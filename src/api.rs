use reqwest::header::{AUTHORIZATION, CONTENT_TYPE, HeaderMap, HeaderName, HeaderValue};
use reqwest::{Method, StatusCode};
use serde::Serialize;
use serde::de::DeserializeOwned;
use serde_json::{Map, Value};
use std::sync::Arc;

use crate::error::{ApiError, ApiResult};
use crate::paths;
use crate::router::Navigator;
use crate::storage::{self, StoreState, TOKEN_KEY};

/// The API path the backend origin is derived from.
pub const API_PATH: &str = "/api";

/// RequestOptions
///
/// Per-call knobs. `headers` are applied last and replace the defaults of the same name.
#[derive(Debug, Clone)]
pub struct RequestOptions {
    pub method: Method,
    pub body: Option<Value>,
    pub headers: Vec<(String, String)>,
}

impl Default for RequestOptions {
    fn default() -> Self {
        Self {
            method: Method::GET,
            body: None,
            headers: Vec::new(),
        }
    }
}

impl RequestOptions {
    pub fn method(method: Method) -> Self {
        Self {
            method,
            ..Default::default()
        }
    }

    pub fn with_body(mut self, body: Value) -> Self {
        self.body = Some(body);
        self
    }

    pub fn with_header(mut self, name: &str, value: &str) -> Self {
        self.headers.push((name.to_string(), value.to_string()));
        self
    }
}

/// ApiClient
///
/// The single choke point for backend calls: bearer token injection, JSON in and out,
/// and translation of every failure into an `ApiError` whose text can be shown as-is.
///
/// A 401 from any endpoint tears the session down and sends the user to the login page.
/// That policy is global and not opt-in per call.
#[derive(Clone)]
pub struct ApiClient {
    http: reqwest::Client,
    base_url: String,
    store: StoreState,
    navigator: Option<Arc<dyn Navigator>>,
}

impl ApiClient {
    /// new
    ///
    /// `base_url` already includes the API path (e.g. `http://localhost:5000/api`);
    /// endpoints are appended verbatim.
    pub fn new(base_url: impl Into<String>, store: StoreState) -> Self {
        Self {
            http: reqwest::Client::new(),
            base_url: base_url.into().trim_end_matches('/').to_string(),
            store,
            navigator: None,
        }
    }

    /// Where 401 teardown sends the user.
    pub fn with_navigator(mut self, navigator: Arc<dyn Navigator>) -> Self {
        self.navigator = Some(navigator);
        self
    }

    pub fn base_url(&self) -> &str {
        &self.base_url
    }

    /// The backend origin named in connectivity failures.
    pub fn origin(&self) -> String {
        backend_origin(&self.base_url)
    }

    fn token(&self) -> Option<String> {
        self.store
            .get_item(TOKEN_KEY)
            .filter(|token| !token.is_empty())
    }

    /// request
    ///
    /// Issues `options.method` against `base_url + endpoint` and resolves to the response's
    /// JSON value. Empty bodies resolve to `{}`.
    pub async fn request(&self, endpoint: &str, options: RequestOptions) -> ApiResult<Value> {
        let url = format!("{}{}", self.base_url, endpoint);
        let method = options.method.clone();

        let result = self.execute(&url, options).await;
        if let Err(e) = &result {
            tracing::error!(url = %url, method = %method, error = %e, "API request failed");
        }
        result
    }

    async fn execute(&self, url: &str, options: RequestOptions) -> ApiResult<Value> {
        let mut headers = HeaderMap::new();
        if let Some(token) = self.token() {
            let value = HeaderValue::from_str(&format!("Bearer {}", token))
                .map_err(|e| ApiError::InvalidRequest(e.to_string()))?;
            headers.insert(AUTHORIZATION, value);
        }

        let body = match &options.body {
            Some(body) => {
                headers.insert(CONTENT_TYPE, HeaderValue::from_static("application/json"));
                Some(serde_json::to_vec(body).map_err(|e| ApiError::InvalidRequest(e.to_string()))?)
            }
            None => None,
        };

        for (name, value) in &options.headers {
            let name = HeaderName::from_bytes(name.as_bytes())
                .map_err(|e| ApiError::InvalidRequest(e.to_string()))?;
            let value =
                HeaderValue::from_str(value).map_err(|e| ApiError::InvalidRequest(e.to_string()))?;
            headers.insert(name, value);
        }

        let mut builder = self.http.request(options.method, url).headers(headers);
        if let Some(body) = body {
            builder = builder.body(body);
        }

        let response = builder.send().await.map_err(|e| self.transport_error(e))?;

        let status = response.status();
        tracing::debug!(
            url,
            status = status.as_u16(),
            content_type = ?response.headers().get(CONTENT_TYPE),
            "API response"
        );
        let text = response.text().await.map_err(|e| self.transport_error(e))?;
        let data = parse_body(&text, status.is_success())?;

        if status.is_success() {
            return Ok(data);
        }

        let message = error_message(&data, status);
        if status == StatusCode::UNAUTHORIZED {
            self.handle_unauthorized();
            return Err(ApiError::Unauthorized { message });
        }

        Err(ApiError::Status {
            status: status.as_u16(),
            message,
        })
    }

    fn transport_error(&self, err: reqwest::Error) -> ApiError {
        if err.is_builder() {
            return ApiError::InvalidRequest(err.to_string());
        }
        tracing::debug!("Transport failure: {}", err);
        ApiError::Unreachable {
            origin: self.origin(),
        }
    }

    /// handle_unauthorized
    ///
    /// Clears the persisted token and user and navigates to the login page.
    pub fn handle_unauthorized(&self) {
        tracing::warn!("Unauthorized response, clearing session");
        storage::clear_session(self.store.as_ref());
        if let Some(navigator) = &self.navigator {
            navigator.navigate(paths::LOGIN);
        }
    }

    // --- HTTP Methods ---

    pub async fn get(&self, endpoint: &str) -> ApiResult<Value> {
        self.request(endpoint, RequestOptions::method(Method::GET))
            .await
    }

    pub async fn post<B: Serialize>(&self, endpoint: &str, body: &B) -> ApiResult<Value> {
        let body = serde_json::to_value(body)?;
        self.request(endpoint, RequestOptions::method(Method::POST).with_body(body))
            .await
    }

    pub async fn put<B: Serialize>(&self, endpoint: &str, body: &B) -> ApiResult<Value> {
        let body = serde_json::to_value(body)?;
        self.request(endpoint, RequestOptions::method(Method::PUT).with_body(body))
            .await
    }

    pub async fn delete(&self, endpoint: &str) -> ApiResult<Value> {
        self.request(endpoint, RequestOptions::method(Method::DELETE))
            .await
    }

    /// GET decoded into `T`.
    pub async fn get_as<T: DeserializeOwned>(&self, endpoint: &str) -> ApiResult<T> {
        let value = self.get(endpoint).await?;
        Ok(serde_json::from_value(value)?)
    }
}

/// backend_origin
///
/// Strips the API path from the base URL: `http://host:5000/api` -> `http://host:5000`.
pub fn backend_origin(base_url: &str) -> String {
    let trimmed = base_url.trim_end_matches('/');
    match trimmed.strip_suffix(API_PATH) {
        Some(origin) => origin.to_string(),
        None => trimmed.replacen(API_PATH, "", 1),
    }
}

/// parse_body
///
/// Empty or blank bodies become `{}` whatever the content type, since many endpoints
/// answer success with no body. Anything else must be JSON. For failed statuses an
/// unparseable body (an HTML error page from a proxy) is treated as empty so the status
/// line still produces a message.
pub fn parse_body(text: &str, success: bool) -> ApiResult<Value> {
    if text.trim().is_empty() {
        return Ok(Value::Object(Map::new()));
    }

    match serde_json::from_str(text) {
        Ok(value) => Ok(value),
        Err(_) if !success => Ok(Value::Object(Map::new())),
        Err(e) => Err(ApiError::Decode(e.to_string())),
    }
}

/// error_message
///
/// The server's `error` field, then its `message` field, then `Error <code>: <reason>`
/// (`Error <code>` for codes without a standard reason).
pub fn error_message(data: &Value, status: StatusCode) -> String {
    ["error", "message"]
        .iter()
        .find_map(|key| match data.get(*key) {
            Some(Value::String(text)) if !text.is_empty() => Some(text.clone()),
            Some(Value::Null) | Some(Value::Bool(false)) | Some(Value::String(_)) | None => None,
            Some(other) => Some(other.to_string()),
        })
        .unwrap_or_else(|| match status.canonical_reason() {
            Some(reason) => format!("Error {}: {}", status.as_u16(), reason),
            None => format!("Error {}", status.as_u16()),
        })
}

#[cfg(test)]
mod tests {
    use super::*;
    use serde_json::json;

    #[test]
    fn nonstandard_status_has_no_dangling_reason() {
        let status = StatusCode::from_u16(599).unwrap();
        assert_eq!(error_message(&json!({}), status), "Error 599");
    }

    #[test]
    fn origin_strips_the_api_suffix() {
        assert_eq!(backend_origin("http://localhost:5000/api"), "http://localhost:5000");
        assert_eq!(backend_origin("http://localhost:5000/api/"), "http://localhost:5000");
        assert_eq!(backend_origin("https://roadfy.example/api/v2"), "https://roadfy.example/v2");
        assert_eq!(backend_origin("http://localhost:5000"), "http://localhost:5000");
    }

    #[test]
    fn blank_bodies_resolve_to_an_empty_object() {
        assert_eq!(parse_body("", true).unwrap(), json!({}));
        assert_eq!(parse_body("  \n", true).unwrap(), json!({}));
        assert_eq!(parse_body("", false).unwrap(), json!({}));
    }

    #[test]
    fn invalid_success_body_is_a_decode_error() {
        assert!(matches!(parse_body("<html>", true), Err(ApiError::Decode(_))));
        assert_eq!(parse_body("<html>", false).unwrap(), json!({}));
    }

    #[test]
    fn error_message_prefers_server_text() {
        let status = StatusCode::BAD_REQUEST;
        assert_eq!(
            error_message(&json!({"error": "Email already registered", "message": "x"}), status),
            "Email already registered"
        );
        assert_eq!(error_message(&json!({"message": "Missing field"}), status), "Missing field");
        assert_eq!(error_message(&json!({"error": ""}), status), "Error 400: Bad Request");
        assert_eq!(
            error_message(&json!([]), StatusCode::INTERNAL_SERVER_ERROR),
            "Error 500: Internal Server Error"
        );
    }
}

+---+

> _Assignment_
Set down each line exactly as it appears, starting at the top of the data and ending at the line containing "use crate::router::Navigator;", and include no other lines.

> _Reply_
filename src/api.rs
use reqwest::header::{AUTHORIZATION, CONTENT_TYPE, HeaderMap, HeaderName, HeaderValue};
use reqwest::{Method, StatusCode};
use serde::Serialize;
use serde::de::DeserializeOwned;
use serde_json::{Map, Value};
use std::sync::Arc;

use crate::error::{ApiError, ApiResult};
use crate::paths;
use crate::router::Navigator;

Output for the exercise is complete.